This a thought experiment first proposed by an ancient Greek dude. It explores the idea of murdering in self-defense.

Thought Experiment - Plank of Carneades

There are two sailors, A and B, who are involved in a shipwreck. They both swim towards a floating plank. A arrives first and it becomes evident that the plank will only support a single person. B pushes A off, knowing full well that they would drown.

When B is saved, can they be tried for murder? Or can it be considered murder for the purpose of self-defense?

My Thoughts - Plank of Carneades

This scenario is set up such that the two individuals are not directly adversarial but indirectly. This thought experiment can be applied to a less contrived self-defense situation, where a home owner kills a burglar (castle laws).

We’d like to believe that B would sacrifice themselves, accepting their death and that A fairly came first (first-come-first-serve). But how different is this from the home defense situation? Should B murder A in self-defense or should B sacrifice themselves (let the burglar burgle)?

In the real world, we use common-law, traditions, or rote process to establish precedent and avoid thinking about this. For example, there’s a tradition of the captain going down with the ship. Even if saving the ship or its passengers seem hopeless, the captain is expected to remain to the bitter end. They cannot abandon ship and argue self-defense, with this thought experiment.

Library of Babel

This thought experiment is a short story from an Argentinian author. It touches on the idea of infinite or definite.

Thought Experiment - Library of Babel

There is a library that is made of seemingly infinite galleries. In the galleries, there are books that contain all different permutation. Given a finite character set (letters and punctuation), is there an end of the library or is it infinite?

My Thoughts - Library of Babel

I don’t find this one too interesting. It requires suspension of disbelief to allow for “seemingly indefinite” books. That’s where it immediately becomes not so compelling anymore.

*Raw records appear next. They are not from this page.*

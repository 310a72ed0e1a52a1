use sea_orm::entity::prelude::*;
use serde::{Deserialize, Serialize};

/// Key under which a view configuration lists the element ids it references
pub const ELEMENTS_KEY: &str = "elements";

#[derive(Clone, Debug, PartialEq, DeriveEntityModel, Serialize, Deserialize)]
#[sea_orm(table_name = "ea_views")]
pub struct Model {
    #[sea_orm(primary_key, auto_increment = false)]
    pub id: String,
    pub model_id: String,
    pub name: String,
    pub description: Option<String>,
    pub view_type: String,
    pub configuration: Json,
    pub versioned_from: Option<String>,
    pub created_at: ChronoDateTimeUtc,
    pub updated_at: ChronoDateTimeUtc,
}

#[derive(Copy, Clone, Debug, EnumIter, DeriveRelation)]
pub enum Relation {
    #[sea_orm(
        belongs_to = "super::models::Entity",
        from = "Column::ModelId",
        to = "super::models::Column::Id"
    )]
    Models,
}

impl Related<super::models::Entity> for Entity {
    fn to() -> RelationDef {
        Relation::Models.def()
    }
}

impl ActiveModelBehavior for ActiveModel {}

#[derive(Debug, Clone, Copy, PartialEq, Eq, Serialize, Deserialize)]
#[serde(rename_all = "lowercase")]
pub enum ViewKind {
    Diagram,
    Matrix,
    Heatmap,
    Roadmap,
    List,
}

impl ViewKind {
    pub fn as_str(&self) -> &'static str {
        match self {
            ViewKind::Diagram => "diagram",
            ViewKind::Matrix => "matrix",
            ViewKind::Heatmap => "heatmap",
            ViewKind::Roadmap => "roadmap",
            ViewKind::List => "list",
        }
    }
}

impl From<ViewKind> for String {
    fn from(kind: ViewKind) -> Self {
        kind.as_str().to_string()
    }
}

impl From<String> for ViewKind {
    fn from(kind: String) -> Self {
        match kind.as_str() {
            "matrix" => ViewKind::Matrix,
            "heatmap" => ViewKind::Heatmap,
            "roadmap" => ViewKind::Roadmap,
            "list" => ViewKind::List,
            _ => ViewKind::Diagram,
        }
    }
}

impl Model {
    pub fn get_view_kind(&self) -> ViewKind {
        ViewKind::from(self.view_type.clone())
    }

    /// Element ids embedded in the configuration, in stored order.
    ///
    /// Returns `None` when the configuration carries no element list at all,
    /// which is distinct from an empty list.
    pub fn referenced_elements(&self) -> Option<Vec<String>> {
        referenced_elements(&self.configuration)
    }

    pub fn references(&self, element_id: &str) -> bool {
        self.referenced_elements()
            .map(|ids| ids.iter().any(|id| id == element_id))
            .unwrap_or(false)
    }
}

/// Raw entries of the element list, including ones that are not strings
pub fn element_entries(configuration: &Json) -> Option<&Vec<Json>> {
    configuration
        .get(ELEMENTS_KEY)
        .and_then(|value| value.as_array())
}

/// Read the element ids out of a view configuration blob.
/// Non-string entries cannot name an element and are skipped here; see
/// [`element_entries`] for the raw list.
pub fn referenced_elements(configuration: &Json) -> Option<Vec<String>> {
    element_entries(configuration).map(|items| {
        items
            .iter()
            .filter_map(|item| item.as_str().map(str::to_string))
            .collect()
    })
}

/// Copy of `configuration` without `element_id` in its element list.
/// Every other entry, string or not, stays where it was.
pub fn without_element(configuration: &Json, element_id: &str) -> Json {
    let mut configuration = configuration.clone();
    if let Some(items) = configuration
        .get_mut(ELEMENTS_KEY)
        .and_then(|value| value.as_array_mut())
    {
        items.retain(|item| item.as_str() != Some(element_id));
    }
    configuration
}

/// Copy of `configuration` with its element list replaced. Every other key is kept.
pub fn with_elements(configuration: &Json, elements: Vec<String>) -> Json {
    let mut configuration = configuration.clone();
    if let Some(object) = configuration.as_object_mut() {
        object.insert(
            ELEMENTS_KEY.to_string(),
            Json::Array(elements.into_iter().map(Json::String).collect()),
        );
    }
    configuration
}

I think the thought experiment might be interesting to others, if they question the concept of free will. Any book you want to write will have already existed. We can reduce this down to a countable set, such as a 5-sentence paragraph, where the longest line is at most 20 words. It’s possible to produce all permutations such that you cannot write a unique “free-will” sentence that does not already exist. But even something this constrained, has a massive key space.

Two Generals’ Problem

This thought experiment was first conceived when discussing network communications. It discusses the impossibility of guaranteed reliable communication.

Thought Experiment - Two Generals’ Problem

Two generals of the same army are planning to attack a fortified city. They are on opposite sides of the city, which is nestled in a valley. They must coordinate their efforts, to successfully flank and breach the defenders.

In order to communicate, a messenger must be sent and they must go through the valley. There is always a chance of the messenger being captured en route. Since the generals each know they need to coordinate, they will only move when they are certain the message was successfully delivered. So they expect an acknowledgement of delivery from the other general.

But this acknowledgment message itself can be intercepted, which means the second general cannot be sure that the first general knows to follow through. We can see how it will require infinitely recursive acknowledgement messages from both sides, in order to come to a consensus, short of omnipotence.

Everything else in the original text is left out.